|
HS Code |
897089 |
| Product Name | Bio-Based Series |
| Category | Sustainable Materials |
| Bio Content Percentage | 60% |
| Base Material | Plant-derived polymers |
| Color | Natural/Customizable |
| Processing Method | Injection Molding |
| Biodegradability | Industrial Compostable |
| Mechanical Strength | High |
| Thermal Stability | Good up to 100°C |
| Moisture Resistance | Moderate |
| Applications | Packaging, Consumer Goods |
| Certification | USDA BioPreferred |
| Origin | Renewable Resources |
| Odour | Low |
| Recyclability | Partially Recyclable |
As an accredited Bio-Based Series factory, we enforce strict quality protocols—every batch undergoes rigorous testing to ensure consistent efficacy and safety standards.
| Packing | The Bio-Based Series packaging features a sturdy 5-liter green canister with a sealed cap, eco-friendly label, and clear product identification. |
| Container Loading (20′ FCL) | Container Loading (20′ FCL) for Bio-Based Series: 16–18 metric tons per 20-foot container, securely packaged for safe international shipment. |
| Shipping | The **Bio-Based Series** chemicals are securely packaged in compliant, leakproof containers.
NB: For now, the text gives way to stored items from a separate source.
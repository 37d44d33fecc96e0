//! Read-only view of live cluster state
//!
//! Health predicates ask a [`ClusterObserver`] how ready a resource is; the
//! convergence monitor asks an [`ApplicationSource`] which Argo CD
//! applications exist and how healthy they are. [`KubeObserver`] implements
//! both on kube-rs against the kind cluster's kube context.

use std::fmt;
use std::time::Duration;

use async_trait::async_trait;
use k8s_openapi::api::apps::v1::{DaemonSet, Deployment, StatefulSet};
use k8s_openapi::api::core::v1::{Namespace, Node, Pod, Service};
use kube::api::{Api, DynamicObject, ListParams};
use kube::config::{KubeConfigOptions, Kubeconfig};
use kube::discovery::ApiResource;
use kube::{Client, Config};
#[cfg(test)]
use mockall::automock;
use serde::de::DeserializeOwned;
use tokio::sync::OnceCell;
use tracing::{debug, trace};

use crate::convergence::{ApplicationRecord, ApplicationSource};
use crate::retry::{retry_with_backoff, RetryConfig};
use crate::{Error, Result};

/// Connection timeout for the local API server
pub const DEFAULT_CONNECT_TIMEOUT: Duration = Duration::from_secs(5);
/// Read timeout for API requests
pub const DEFAULT_READ_TIMEOUT: Duration = Duration::from_secs(30);

/// Kinds of resources tasks act on and predicates observe
#[derive(Clone, Copy, Debug, PartialEq, Eq, Hash)]
pub enum ResourceKind {
    /// The kind cluster itself
    Cluster,
    /// The Kubernetes API server
    ApiServer,
    /// A Helm chart repository registered with the local helm client
    HelmRepository,
    /// A Helm release
    HelmRelease,
    /// Cluster nodes
    Node,
    /// Namespace
    Namespace,
    /// DaemonSet
    DaemonSet,
    /// Deployment
    Deployment,
    /// StatefulSet
    StatefulSet,
    /// Pods matching a label selector
    Pod,
    /// Service
    Service,
    /// Secret
    Secret,
    /// Argo CD Application
    Application,
}

impl ResourceKind {
    /// Lowercase name used in selectors and logs
    pub fn as_str(&self) -> &'static str {
        match self {
            Self::Cluster => "cluster",
            Self::ApiServer => "apiserver",
            Self::HelmRepository => "helmrepository",
            Self::HelmRelease => "helmrelease",
            Self::Node => "nodes",
            Self::Namespace => "namespace",
            Self::DaemonSet => "daemonset",
            Self::Deployment => "deployment",
            Self::StatefulSet => "statefulset",
            Self::Pod => "pods",
            Self::Service => "service",
            Self::Secret => "secret",
            Self::Application => "application",
        }
    }
}

impl fmt::Display for ResourceKind {
    fn fmt(&self, f: &mut fmt::Formatter<'_>) -> fmt::Result {
        f.write_str(self.as_str())
    }
}

/// Identifies the resource a task targets or a predicate observes
#[derive(Clone, Debug, PartialEq, Eq, Hash)]
pub struct ResourceSelector {
    /// Resource kind
    pub kind: ResourceKind,
    /// Resource name, if selecting a single object
    pub name: Option<String>,
    /// Namespace for namespaced kinds
    pub namespace: Option<String>,
    /// Label selector for kinds observed as a set
    pub label_selector: Option<String>,
}

impl ResourceSelector {
    /// A namespaced object by name
    pub fn named(kind: ResourceKind, namespace: &str, name: &str) -> Self {
        Self {
            kind,
            name: Some(name.to_string()),
            namespace: Some(namespace.to_string()),
            label_selector: None,
        }
    }

    /// A cluster-scoped (or cluster-external) object by name
    pub fn cluster_scoped(kind: ResourceKind, name: &str) -> Self {
        Self {
            kind,
            name: Some(name.to_string()),
            namespace: None,
            label_selector: None,
        }
    }

    /// A set of objects matching `selector` in `namespace`
    pub fn labelled(kind: ResourceKind, namespace: &str, selector: &str) -> Self {
        Self {
            kind,
            name: None,
            namespace: Some(namespace.to_string()),
            label_selector: Some(selector.to_string()),
        }
    }

    /// The API server of the current cluster
    pub fn api_server() -> Self {
        Self {
            kind: ResourceKind::ApiServer,
            name: None,
            namespace: None,
            label_selector: None,
        }
    }

    /// All nodes of the current cluster
    pub fn nodes() -> Self {
        Self {
            kind: ResourceKind::Node,
            ..Self::api_server()
        }
    }

    fn require_name(&self) -> Result<&str> {
        self.name
            .as_deref()
            .ok_or_else(|| Error::validation(format!("selector {self} has no name")))
    }

    fn require_namespace(&self) -> Result<&str> {
        self.namespace
            .as_deref()
            .ok_or_else(|| Error::validation(format!("selector {self} has no namespace")))
    }
}

impl fmt::Display for ResourceSelector {
    /// `kind[/namespace][/name][[labels]]`, e.g. `daemonset/kube-system/cilium`
    fn fmt(&self, f: &mut fmt::Formatter<'_>) -> fmt::Result {
        write!(f, "{}", self.kind)?;
        if let Some(ns) = &self.namespace {
            write!(f, "/{ns}")?;
        }
        if let Some(name) = &self.name {
            write!(f, "/{name}")?;
        }
        if let Some(labels) = &self.label_selector {
            write!(f, "[{labels}]")?;
        }
        Ok(())
    }
}

/// A single observation of a resource
#[derive(Clone, Copy, Debug, Default, PartialEq, Eq)]
pub struct Readiness {
    /// Whether the resource (or, for sets, any member) exists
    pub exists: bool,
    /// Replicas, pods or nodes that should be ready
    pub desired: u32,
    /// Replicas, pods or nodes that are ready
    pub ready: u32,
}

impl Readiness {
    /// The resource does not exist
    pub fn absent() -> Self {
        Self::default()
    }

    /// The resource exists with the given counts
    pub fn counts(desired: u32, ready: u32) -> Self {
        Self {
            exists: true,
            desired,
            ready,
        }
    }
}

/// Observes live cluster resources
#[cfg_attr(test, automock)]
#[async_trait]
pub trait ClusterObserver: Send + Sync {
    /// Current readiness of the selected resource.
    ///
    /// A resource that does not exist yet is `Ok(Readiness::absent())`, not an error.
    async fn readiness(&self, selector: &ResourceSelector) -> Result<Readiness>;
}

/// Argo CD `Application` resource definition
pub fn application_api_resource() -> ApiResource {
    ApiResource {
        group: "argoproj.io".to_string(),
        version: "v1alpha1".to_string(),
        api_version: "argoproj.io/v1alpha1".to_string(),
        kind: "Application".to_string(),
        plural: "applications".to_string(),
    }
}

/// kube-rs backed observer for one kube context
///
/// The client is built lazily on first use: the context does not exist until
/// the cluster phase has created it.
pub struct KubeObserver {
    context: String,
    client: OnceCell<Client>,
    retry: RetryConfig,
}

impl KubeObserver {
    /// Observer for the given kubeconfig context, e.g. `kind-platform`
    pub fn new(context: impl Into<String>) -> Self {
        Self {
            context: context.into(),
            client: OnceCell::new(),
            retry: RetryConfig::default(),
        }
    }

    async fn client(&self) -> Result<&Client> {
        self.client
            .get_or_try_init(|| create_client(&self.context))
            .await
    }

    async fn get_optional<K>(&self, namespace: Option<&str>, name: &str) -> Result<Option<K>>
    where
        K: kube::Resource<DynamicType = (), Scope = k8s_openapi::NamespaceResourceScope>
            + Clone
            + DeserializeOwned
            + fmt::Debug,
    {
        let client = self.client().await?.clone();
        let api: Api<K> = match namespace {
            Some(ns) => Api::namespaced(client, ns),
            None => Api::default_namespaced(client),
        };
        match api.get(name).await {
            Ok(obj) => Ok(Some(obj)),
            Err(kube::Error::Api(e)) if e.code == 404 => {
                trace!(name, "not found yet");
                Ok(None)
            }
            Err(e) => Err(e.into()),
        }
    }

    async fn nodes_readiness(&self, selector: &ResourceSelector) -> Result<Readiness> {
        let nodes: Api<Node> = Api::all(self.client().await?.clone());
        let mut params = ListParams::default();
        if let Some(labels) = &selector.label_selector {
            params = params.labels(labels);
        }
        let list = nodes.list(&params).await?;

        let desired = list.items.len() as u32;
        let ready = list.items.iter().filter(|n| node_is_ready(n)).count() as u32;
        Ok(Readiness {
            exists: desired > 0,
            desired,
            ready,
        })
    }

    async fn pods_readiness(&self, selector: &ResourceSelector) -> Result<Readiness> {
        let pods: Api<Pod> = Api::namespaced(
            self.client().await?.clone(),
            selector.require_namespace()?,
        );
        let mut params = ListParams::default();
        if let Some(labels) = &selector.label_selector {
            params = params.labels(labels);
        }
        let list = pods.list(&params).await?;

        let desired = list.items.len() as u32;
        let running = list
            .items
            .iter()
            .filter(|p| {
                p.status
                    .as_ref()
                    .and_then(|s| s.phase.as_deref())
                    .is_some_and(|phase| phase == "Running")
            })
            .count() as u32;
        Ok(Readiness {
            exists: desired > 0,
            desired,
            ready: running,
        })
    }

    async fn namespace_readiness(&self, name: &str) -> Result<Readiness> {
        let namespaces: Api<Namespace> = Api::all(self.client().await?.clone());
        match namespaces.get(name).await {
            Ok(_) => Ok(Readiness::counts(1, 1)),
            Err(kube::Error::Api(e)) if e.code == 404 => Ok(Readiness::absent()),
            Err(e) => Err(e.into()),
        }
    }
}

/// Create a client for `context` from the default kubeconfig with timeouts
pub async fn create_client(context: &str) -> Result<Client> {
    let kubeconfig = Kubeconfig::read()
        .map_err(|e| Error::validation(format!("failed to read kubeconfig: {e}")))?;
    let options = KubeConfigOptions {
        context: Some(context.to_string()),
        ..Default::default()
    };
    let mut config = Config::from_custom_kubeconfig(kubeconfig, &options)
        .await
        .map_err(|e| Error::validation(format!("failed to load context {context}: {e}")))?;
    config.connect_timeout = Some(DEFAULT_CONNECT_TIMEOUT);
    config.read_timeout = Some(DEFAULT_READ_TIMEOUT);

    debug!(context, "created kube client");
    Ok(Client::try_from(config)?)
}

fn node_is_ready(node: &Node) -> bool {
    node.status
        .as_ref()
        .and_then(|s| s.conditions.as_ref())
        .is_some_and(|conds| {
            conds
                .iter()
                .any(|c| c.type_ == "Ready" && c.status == "True")
        })
}

fn to_count(value: Option<i32>) -> u32 {
    value.unwrap_or(0).max(0) as u32
}

#[async_trait]
impl ClusterObserver for KubeObserver {
    async fn readiness(&self, selector: &ResourceSelector) -> Result<Readiness> {
        match selector.kind {
            ResourceKind::ApiServer => {
                let info = self.client().await?.apiserver_version().await?;
                trace!(version = %info.git_version, "apiserver reachable");
                Ok(Readiness::counts(1, 1))
            }
            ResourceKind::Node => self.nodes_readiness(selector).await,
            ResourceKind::Pod => self.pods_readiness(selector).await,
            ResourceKind::Namespace => self.namespace_readiness(selector.require_name()?).await,
            ResourceKind::DaemonSet => {
                let ds: Option<DaemonSet> = self
                    .get_optional(selector.namespace.as_deref(), selector.require_name()?)
                    .await?;
                Ok(ds.map_or_else(Readiness::absent, |ds| {
                    let status = ds.status.unwrap_or_default();
                    Readiness::counts(
                        status.desired_number_scheduled.max(0) as u32,
                        status.number_ready.max(0) as u32,
                    )
                }))
            }
            ResourceKind::Deployment => {
                let deploy: Option<Deployment> = self
                    .get_optional(selector.namespace.as_deref(), selector.require_name()?)
                    .await?;
                Ok(deploy.map_or_else(Readiness::absent, |d| {
                    let desired = to_count(Some(d.spec.and_then(|s| s.replicas).unwrap_or(1)));
                    let available = to_count(d.status.and_then(|s| s.available_replicas));
                    Readiness::counts(desired, available)
                }))
            }
            ResourceKind::StatefulSet => {
                let sts: Option<StatefulSet> = self
                    .get_optional(selector.namespace.as_deref(), selector.require_name()?)
                    .await?;
                Ok(sts.map_or_else(Readiness::absent, |s| {
                    let desired = to_count(Some(s.spec.and_then(|s| s.replicas).unwrap_or(1)));
                    let ready = to_count(s.status.and_then(|s| s.ready_replicas));
                    Readiness::counts(desired, ready)
                }))
            }
            ResourceKind::Service => {
                let svc: Option<Service> = self
                    .get_optional(selector.namespace.as_deref(), selector.require_name()?)
                    .await?;
                Ok(svc.map_or_else(Readiness::absent, |_| Readiness::counts(1, 1)))
            }
            // Applications are followed by the convergence monitor, the rest
            // only by the tasks that create them
            ResourceKind::Cluster
            | ResourceKind::HelmRepository
            | ResourceKind::HelmRelease
            | ResourceKind::Secret
            | ResourceKind::Application => Err(Error::validation(format!(
                "{} readiness is not observed",
                selector.kind
            ))),
        }
    }
}

#[async_trait]
impl ApplicationSource for KubeObserver {
    async fn discover(&self) -> Result<Vec<ApplicationRecord>> {
        let ar = application_api_resource();
        let client = self.client().await?.clone();
        let api: Api<DynamicObject> = Api::all_with(client, &ar);

        let list = retry_with_backoff(&self.retry, "list-applications", || {
            let api = api.clone();
            async move { api.list(&ListParams::default()).await }
        })
        .await?;

        let mut records: Vec<ApplicationRecord> =
            list.items.iter().filter_map(ApplicationRecord::from_dynamic).collect();
        records.sort_by(|a, b| (&a.namespace, &a.name).cmp(&(&b.namespace, &b.name)));
        Ok(records)
    }

    async fn fetch(&self, name: &str, namespace: &str) -> Result<Option<ApplicationRecord>> {
        let ar = application_api_resource();
        let api: Api<DynamicObject> =
            Api::namespaced_with(self.client().await?.clone(), namespace, &ar);
        match api.get(name).await {
            Ok(obj) => Ok(ApplicationRecord::from_dynamic(&obj)),
            Err(kube::Error::Api(e)) if e.code == 404 => Ok(None),
            Err(e) => Err(e.into()),
        }
    }
}
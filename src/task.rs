//! Create-if-absent units of work
//!
//! An [`IdempotentTask`] checks whether its target already exists with a
//! read-only query and only then runs its mutating invocations. Running a
//! task against a cluster where the target is already present performs no
//! mutation at all, which is what makes a re-run of the whole bootstrap safe.

use tracing::{debug, info};

use crate::observer::ResourceSelector;
use crate::tool::{run_checked, Invocation, ToolInvoker};
use crate::{Error, Result};

/// How a task decides that its target state is already present
#[derive(Clone, Debug, PartialEq, Eq)]
pub enum ExistsCheck {
    /// Never present; the desired invocations always run
    Never,
    /// Present iff the query exits zero (`helm status`, `kubectl get`)
    Succeeds(Invocation),
    /// Present iff a line of the query's stdout starts with `name` as its
    /// first whitespace-separated field (`kind get clusters`, `helm repo list`).
    /// A non-zero exit counts as "not listed".
    ListsName {
        /// Listing query
        invocation: Invocation,
        /// Name to look for
        name: String,
    },
    /// Present iff the query prints a JSON document whose string at `pointer`
    /// equals `expected` (`helm status -o json` at `/info/status`)
    JsonField {
        /// Query printing JSON
        invocation: Invocation,
        /// RFC 6901 pointer into the document
        pointer: String,
        /// Required value
        expected: String,
    },
}

impl ExistsCheck {
    /// Present iff `name` appears in the listing printed by `invocation`
    pub fn lists_name(invocation: Invocation, name: impl Into<String>) -> Self {
        Self::ListsName {
            invocation,
            name: name.into(),
        }
    }

    /// Present iff the string at `pointer` in the JSON printed by `invocation`
    /// is `expected`
    pub fn json_field(
        invocation: Invocation,
        pointer: impl Into<String>,
        expected: impl Into<String>,
    ) -> Self {
        Self::JsonField {
            invocation,
            pointer: pointer.into(),
            expected: expected.into(),
        }
    }

    /// The query this check runs, if any
    pub fn invocation(&self) -> Option<&Invocation> {
        match self {
            Self::Never => None,
            Self::Succeeds(inv) => Some(inv),
            Self::ListsName { invocation, .. } | Self::JsonField { invocation, .. } => {
                Some(invocation)
            }
        }
    }

    /// Run the check. Errors only if the query could not be run at all.
    pub async fn is_satisfied<I: ToolInvoker + ?Sized>(&self, invoker: &I) -> Result<bool> {
        match self {
            Self::Never => Ok(false),
            Self::Succeeds(inv) => Ok(invoker.invoke(inv).await?.success()),
            Self::ListsName { invocation, name } => {
                let output = invoker.invoke(invocation).await?;
                if !output.success() {
                    return Ok(false);
                }
                Ok(output
                    .stdout
                    .lines()
                    .filter_map(|line| line.split_whitespace().next())
                    .any(|first| first == name))
            }
            Self::JsonField {
                invocation,
                pointer,
                expected,
            } => {
                let output = invoker.invoke(invocation).await?;
                if !output.success() {
                    return Ok(false);
                }
                let document: serde_json::Value = match serde_json::from_str(&output.stdout) {
                    Ok(document) => document,
                    Err(e) => {
                        debug!(command = %invocation, error = %e, "check printed no JSON");
                        return Ok(false);
                    }
                };
                let actual = document.pointer(pointer).and_then(serde_json::Value::as_str);
                if actual != Some(expected.as_str()) {
                    debug!(command = %invocation, pointer = %pointer, actual = ?actual, "not in the expected state");
                    return Ok(false);
                }
                Ok(true)
            }
        }
    }
}

/// Result of applying a task
#[derive(Clone, Copy, Debug, PartialEq, Eq)]
pub enum TaskOutcome {
    /// The desired invocations ran
    Applied,
    /// The target already existed; nothing ran
    AlreadySatisfied,
}

/// A named create-if-absent unit of work
#[derive(Clone, Debug, PartialEq, Eq)]
pub struct IdempotentTask {
    /// Task name, used in logs and reports
    pub name: String,
    /// Resource the task produces
    pub selector: ResourceSelector,
    /// Read-only check for the target state
    pub exists_check: ExistsCheck,
    /// Mutating invocations run in order when the target is absent
    pub desired: Vec<Invocation>,
}

impl IdempotentTask {
    /// A task with no check and no actions
    pub fn new(name: impl Into<String>, selector: ResourceSelector) -> Self {
        Self {
            name: name.into(),
            selector,
            exists_check: ExistsCheck::Never,
            desired: Vec::new(),
        }
    }

    /// Skip the actions when `check` is satisfied
    pub fn when_absent(mut self, check: ExistsCheck) -> Self {
        self.exists_check = check;
        self
    }

    /// Append an action
    pub fn run(mut self, invocation: Invocation) -> Self {
        self.desired.push(invocation);
        self
    }

    /// Bring the target into existence unless it is already there.
    ///
    /// Any failure is wrapped in `Error::Apply` carrying the task name and
    /// selector; the underlying `CommandFailed` keeps the tool's output.
    pub async fn apply<I: ToolInvoker + ?Sized>(&self, invoker: &I) -> Result<TaskOutcome> {
        let present = self
            .exists_check
            .is_satisfied(invoker)
            .await
            .map_err(|e| Error::apply(&self.name, &self.selector, e))?;

        if present {
            info!(task = %self.name, selector = %self.selector, "already present, skipping");
            return Ok(TaskOutcome::AlreadySatisfied);
        }

        info!(task = %self.name, selector = %self.selector, "applying");
        for invocation in &self.desired {
            debug!(task = %self.name, command = %invocation, "running");
            run_checked(invoker, invocation)
                .await
                .map_err(|e| Error::apply(&self.name, &self.selector, e))?;
        }

        Ok(TaskOutcome::Applied)
    }
}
Each shipment includes proper labelling, safety data sheets, and is handled by licensed carriers in accordance with environmental and hazardous material regulations. Temperature and humidity controls are maintained to ensure product stability and integrity throughout transit. |
| Storage | The storage of **Bio-Based Series** chemicals should be in a cool, dry, well-ventilated area away from direct sunlight and sources of heat or ignition. Containers must be tightly sealed to prevent contamination and moisture ingress. Store away from incompatible materials, and ensure all storage complies with relevant safety regulations and the product's safety data sheet (SDS) recommendations. |
| Shelf Life | The Bio-Based Series chemical has a shelf life of 12 months when stored in original, sealed containers under recommended conditions. |
Competitive Bio-Based Series prices that fit your budget—flexible terms and customized quotes for every order.
For samples, pricing, or more information, please call us at +8615365186327 or mail to sales3@liwei-chem.com.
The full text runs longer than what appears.